For a company in the 10 per cent bracket, a reduction to 7 per cent could result in a significant saving – for example, a local business employing 30 employees on an average salary of $80,000 would save $72,000 a year, rising to $120,000 if the rate was reduced to 5 per cent in future.
The TRC estimates the Government would see a fall of $68 million in payroll tax revenue resulting from the reduction.
Employer health insurance subsidy
Some countries levy a tax to pay for a public healthcare system. In Bermuda, we pay premiums to private health insurers, but the effect is the same as a regressive tax — in that those on low incomes need to pay a higher portion of their income to get access to the same level of healthcare as higher earners.
This tax-like impact, coupled with the significant and increasing impact of health insurance as a cost of doing business, persuaded the TRC to include it in their recommendations.
Global healthcare inflation is in double digits, according to tracking by Aon and WTW. In Bermuda, health insurance increases are driven by increased use of health services by our ageing population, an ever-increasing range of drugs and treatments, and chronic diseases linked to unhealthy habits.
The TRC has proposed a refund of 25 per cent of employers’ Standard Premium Rate contribution — which amounted to $400.41 per policy per month in 2024. The full payment would continue to support the healthcare system — the refund would be paid separately by the Government.
Health insurance represents a significant portion of employment costs, particularly for lower-income workers. The TRC’s research found that for a worker earning $60,000, the employer portion of health insurance is generally $3,000 to $6,000 per year, depending on the type of plan. A refund cutting this expense by approximately $1,200 per employee would cut the cost of hiring, with the hope this would spur job creation.
The refund would cost the Government approximately $19 million annually, says the TRC. The Commission adds that the recommendation is designed to be a temporary measure, pending developments with the Government’s progress towards Universal Healthcare.
Elimination of Foreign Currency Purchase Tax
Nearly all goods sold to consumers in Bermuda — from groceries and clothing to building supplies and pharmaceuticals — are imported. This means paying overseas suppliers in their own currency, which necessitates changing Bermudian dollars into foreign currency — a transaction subject to the 1.25 per cent Foreign Currency Purchase Tax.
It may not sound much, but it adds up: the Government projects it will take in almost $33 million in FCPT in the current fiscal year.
The 1.25 per cent exchange charge adds to an importer’s cost base. As the TRC Report notes, by the time the goods go through successive profit margin mark-ups in the wholesaler-retailer local supply chain, the impact on the price paid by consumers is likely to be more than 1.25 per cent.
Utility tax relief
Businesses in Bermuda all consume electricity to varying degrees. Anything that reduces Belco bills will benefit every sector of the economy, as well as consumers.

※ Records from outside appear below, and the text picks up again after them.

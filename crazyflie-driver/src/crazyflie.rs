//! Crazyflie session: one radio link plus the facilities talking over it.

use crate::callbacks::{Callbacks, LinkEvent};
use crate::commander::{setpoint_packet, Commander};
use crate::console::Console;
use crate::crtp::{PacketSender, Port};
use crate::log::Log;
use crate::param::Param;
use crate::radio::RadioProvider;
use crate::radio_driver::{LinkCallbacks, LinkOptions, RadioDriver};
use crate::toc::DEFAULT_TIMEOUT;
use crate::toc_cache::TocCache;
use crate::{Error, Packet, PacketQueue, Result};
use log::{debug, info, trace, warn};
use std::collections::HashMap;
use std::path::PathBuf;
use std::sync::atomic::{AtomicBool, Ordering};
use std::sync::{Arc, Mutex, MutexGuard, PoisonError, Weak};
use std::thread::{self, JoinHandle};
use std::time::{Duration, Instant};

const RECEIVE_POLL: Duration = Duration::from_millis(100);
const CLOSE_DELAY: Duration = Duration::from_millis(200);

#[derive(Clone, Debug)]
pub struct CrazyflieOptions {
    /// Folder of the TOC cache, no cache when `None`
    pub cache_folder: Option<PathBuf>,
    pub link: LinkOptions,
    /// Packets expecting an answer are sent again after this long without one
    pub retry_interval: Duration,
    /// Time given to the link to fail before the TOCs are fetched
    pub setup_delay: Duration,
    /// Time to wait for an answer to a TOC or param request
    pub response_timeout: Duration,
}

impl Default for CrazyflieOptions {
    fn default() -> Self {
        CrazyflieOptions {
            cache_folder: None,
            link: LinkOptions::default(),
            retry_interval: Duration::from_millis(200),
            setup_delay: Duration::from_millis(100),
            response_timeout: DEFAULT_TIMEOUT,
        }
    }
}

struct RetryEntry {
    packet: Packet,
    timestamp: Instant,
}

struct Loops {
    stop: Arc<AtomicBool>,
    handles: Vec<JoinHandle<()>>,
}

struct Core {
    me: Weak<Core>,
    provider: Arc<dyn RadioProvider>,
    options: CrazyflieOptions,
    callbacks: Callbacks,
    queues: HashMap<u8, PacketQueue>,
    retries: Mutex<HashMap<u8, RetryEntry>>,
    link: Mutex<Option<Arc<RadioDriver>>>,
    uri: Mutex<Option<String>>,
    loops: Mutex<Option<Loops>>,
    log: Log,
    param: Param,
    commander: Commander,
    console: Console,
}

fn lock<T>(mutex: &Mutex<T>) -> MutexGuard<'_, T> {
    mutex.lock().unwrap_or_else(PoisonError::into_inner)
}

impl PacketSender for Core {
    fn send_packet(&self, packet: Packet, expect_answer: bool) {
        let link = match lock(&self.link).clone() {
            Some(link) => link,
            None => return,
        };

        if expect_answer {
            lock(&self.retries).insert(
                packet.get_port(),
                RetryEntry {
                    packet: packet.clone(),
                    timestamp: Instant::now(),
                },
            );
        }
        link.send_packet(packet);
    }
}

impl Core {
    fn new(provider: Arc<dyn RadioProvider>, options: CrazyflieOptions, cache: TocCache) -> Arc<Core> {
        Arc::new_cyclic(|me: &Weak<Core>| {
            let queues: HashMap<u8, PacketQueue> = Port::ALL_PORTS
                .iter()
                .map(|port| (port.number(), PacketQueue::new()))
                .collect();
            let queue = |port: Port| queues[&port.number()].clone();
            let sender: Weak<dyn PacketSender> = me.clone();

            let log = Log::new(sender.clone(), queue(Port::Logging), cache.clone())
                .with_timeout(options.response_timeout);
            let param = Param::new(sender.clone(), queue(Port::Param), cache)
                .with_timeout(options.response_timeout);
            let commander = Commander::new(sender);
            let console = Console::new(queue(Port::Console));

            Core {
                me: me.clone(),
                provider,
                options,
                callbacks: Callbacks::default(),
                queues,
                retries: Mutex::new(HashMap::new()),
                link: Mutex::new(None),
                uri: Mutex::new(None),
                loops: Mutex::new(None),
                log,
                param,
                commander,
                console,
            }
        })
    }

    fn register_default_callbacks(&self) {
        let me = self.me.clone();
        self.callbacks
            .received_packet
            .register("delete_timer", move |packet: &Packet| {
                if let Some(core) = me.upgrade() {
                    lock(&core.retries).remove(&packet.get_port());
                }
            });

        self.callbacks
            .disconnected
            .register("log", |uri: &str| info!("Disconnected from {}", uri));
        self.callbacks
            .connection_failed
            .register("log", |reason: &str| warn!("Connection failed: {}", reason));
        self.callbacks
            .connection_initiated
            .register("log", |uri: &str| info!("Connection initiated to {}", uri));
        self.callbacks
            .connection_setup_finished
            .register("log", |uri: &str| info!("TOCs extracted from {}", uri));

        let me = self.me.clone();
        self.callbacks
            .link
            .register("link_event", move |event: &LinkEvent| match event {
                LinkEvent::Quality(quality) => trace!("Link quality {}", quality),
                LinkEvent::Error(message) => {
                    warn!("Link error: {}", message);
                    if let Some(core) = me.upgrade() {
                        core.close_link();
                    }
                }
            });
    }

    fn is_connected(&self) -> bool {
        lock(&self.link)
            .as_ref()
            .map_or(false, |link| link.is_connected())
    }

    fn open_link(&self, uri: &str) -> Result<()> {
        if lock(&self.link).is_some() {
            return Err(Error::LinkAlreadyOpen);
        }

        self.callbacks.connection_initiated.call(uri);

        let result = self.connect(uri).and_then(|()| self.setup_connection(uri));
        if let Err(e) = &result {
            self.callbacks.connection_failed.call(&e.to_string());
            self.close_link();
        }
        result
    }

    fn connect(&self, uri: &str) -> Result<()> {
        let driver = Arc::new(RadioDriver::new(
            self.provider.clone(),
            self.options.link.clone(),
        ));

        let on_quality = self.me.clone();
        let on_error = self.me.clone();
        let callbacks = LinkCallbacks::new()
            .on_link_quality(move |quality| {
                if let Some(core) = on_quality.upgrade() {
                    core.callbacks.link.call(&LinkEvent::Quality(quality));
                }
            })
            .on_link_error(move |message| {
                if let Some(core) = on_error.upgrade() {
                    core.callbacks.link.call(&LinkEvent::Error(message.to_owned()));
                }
            });

        *lock(&self.uri) = Some(uri.to_owned());
        *lock(&self.link) = Some(driver.clone());
        driver.connect(uri, callbacks)?;

        let me = self.me.clone();
        self.callbacks
            .received_packet
            .register("connected", move |_packet: &Packet| {
                info!("Connected!");
                if let Some(core) = me.upgrade() {
                    core.callbacks.received_packet.remove("connected");
                }
            });

        self.start_loops(driver)
    }

    fn setup_connection(&self, uri: &str) -> Result<()> {
        // Let an early link failure surface
        thread::sleep(self.options.setup_delay);
        if !self.is_connected() {
            return Err(Error::NotConnected);
        }

        self.log.refresh_toc()?;
        self.param.refresh_toc()?;

        self.callbacks.connection_setup_finished.call(uri);
        Ok(())
    }

    fn start_loops(&self, driver: Arc<RadioDriver>) -> Result<()> {
        let stop = Arc::new(AtomicBool::new(false));

        let receive_stop = stop.clone();
        let me = self.me.clone();
        let receive = thread::Builder::new()
            .name("crazyflie-receive".to_owned())
            .spawn(move || {
                while !receive_stop.load(Ordering::Relaxed) {
                    if let Some(packet) = driver.receive_packet_timeout(RECEIVE_POLL) {
                        match me.upgrade() {
                            Some(core) => core.dispatch(packet),
                            None => break,
                        }
                    }
                }
            })?;

        let retry_stop = stop.clone();
        let me = self.me.clone();
        let interval = self.options.retry_interval;
        let retry = thread::Builder::new()
            .name("crazyflie-retry".to_owned())
            .spawn(move || {
                while !retry_stop.load(Ordering::Relaxed) {
                    thread::sleep(interval);
                    match me.upgrade() {
                        Some(core) => core.resend_stale(),
                        None => break,
                    }
                }
            })?;

        *lock(&self.loops) = Some(Loops {
            stop,
            handles: vec![receive, retry],
        });
        Ok(())
    }

    fn stop_loops(&self) {
        if let Some(loops) = lock(&self.loops).take() {
            loops.stop.store(true, Ordering::Relaxed);
            for handle in loops.handles {
                // A callback may close the link from one of the loops
                if handle.thread().id() != thread::current().id() {
                    let _ = handle.join();
                }
            }
        }
    }

    /// Run the received packet callbacks then queue the packet by port
    fn dispatch(&self, packet: Packet) {
        self.callbacks.received_packet.call(&packet);

        match self.queues.get(&packet.get_port()) {
            Some(queue) => queue.push(packet),
            None => warn!("No queue for packet on port {}", packet.get_port()),
        }
    }

    fn resend_stale(&self) {
        let interval = self.options.retry_interval;
        let stale: Vec<Packet> = lock(&self.retries)
            .values()
            .filter(|entry| entry.timestamp.elapsed() >= interval)
            .map(|entry| entry.packet.clone())
            .collect();

        for packet in stale {
            debug!("No answer on port {}, resending", packet.get_port());
            self.send_packet(packet, true);
        }
    }

    fn close_link(&self) {
        let link = match lock(&self.link).take() {
            Some(link) => link,
            None => return,
        };

        // Best effort, a saturated link would only fail again
        if link.is_connected() && link.pending() < self.options.link.out_queue_max_size {
            link.send_packet(setpoint_packet(0.0, 0.0, 0.0, 0));
            thread::sleep(CLOSE_DELAY);
        }
        link.disconnect(false);

        self.stop_loops();
        self.log.stop_packet_reader();
        for queue in self.queues.values() {
            queue.clear();
        }
        lock(&self.retries).clear();
        self.callbacks.received_packet.remove("connected");

        let uri = lock(&self.uri).take().unwrap_or_default();
        self.callbacks.disconnected.call(&uri);
    }
}

/// A Crazyflie reached through a radio link.
///
/// Dropping the session closes its link.
pub struct Crazyflie {
    core: Arc<Core>,
}

impl Crazyflie {
    /// Session using the Crazyradio dongles attached to this computer
    #[cfg(feature = "native")]
    pub fn new(options: CrazyflieOptions) -> Self {
        Crazyflie::with_provider(Arc::new(crate::CrazyradioProvider), options)
    }

    pub fn with_provider(provider: Arc<dyn RadioProvider>, options: CrazyflieOptions) -> Self {
        let cache = TocCache::from_folder(options.cache_folder.as_ref());
        Crazyflie::with_cache(provider, options, cache)
    }

    /// Session with a custom TOC cache, `options.cache_folder` is ignored
    pub fn with_cache(
        provider: Arc<dyn RadioProvider>,
        options: CrazyflieOptions,
        cache: TocCache,
    ) -> Self {
        let core = Core::new(provider, options, cache);
        core.register_default_callbacks();
        Crazyflie { core }
    }

    /// Connect to `uri` and fetch the log and param TOCs.
    ///
    /// On failure the `connection_failed` callbacks are called and the link
    /// is closed before the error is returned.
    pub fn open_link(&self, uri: &str) -> Result<()> {
        self.core.open_link(uri)
    }

    /// Stop the Crazyflie and close the link, does nothing without a link
    pub fn close_link(&self) {
        self.core.close_link();
    }

    pub fn is_connected(&self) -> bool {
        self.core.is_connected()
    }

    /// URI of the open link
    pub fn uri(&self) -> Option<String> {
        if self.is_connected() {
            lock(&self.core.uri).clone()
        } else {
            None
        }
    }

    /// Send a packet, does nothing without a link.
    ///
    /// With `expect_answer` the packet is sent again every retry interval
    /// until a packet arrives on the same port.
    pub fn send_packet(&self, packet: Packet, expect_answer: bool) {
        self.core.send_packet(packet, expect_answer);
    }

    pub fn callbacks(&self) -> &Callbacks {
        &self.core.callbacks
    }

    /// Queue of the packets received on `port`
    pub fn queue(&self, port: Port) -> Option<&PacketQueue> {
        self.core.queues.get(&port.number())
    }

    pub fn log(&self) -> &Log {
        &self.core.log
    }

    pub fn param(&self) -> &Param {
        &self.core.param
    }

    pub fn commander(&self) -> &Commander {
        &self.core.commander
    }

    pub fn console(&self) -> &Console {
        &self.core.console
    }

    pub fn options(&self) -> &CrazyflieOptions {
        &self.core.options
    }
}

impl Drop for Crazyflie {
    fn drop(&mut self) {
        self.core.close_link();
        self.core.console.stop_reading();
    }
}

The TRC has proposed eliminating customs duties on electricity production and removing employer payroll taxes for utility bulk electrical generation, resulting in an estimated decrease of $8 million in government revenues.
Since the rates Belco can charge have to be approved by the Regulatory Authority — which considers the utility’s cost base as part of the formula — then the TRC-proposed savings for Belco will be passed directly onto customers.
If all of these measures are implemented, their combined impact has the potential to deliver a significant overall reduction in the cost of doing business for many local companies.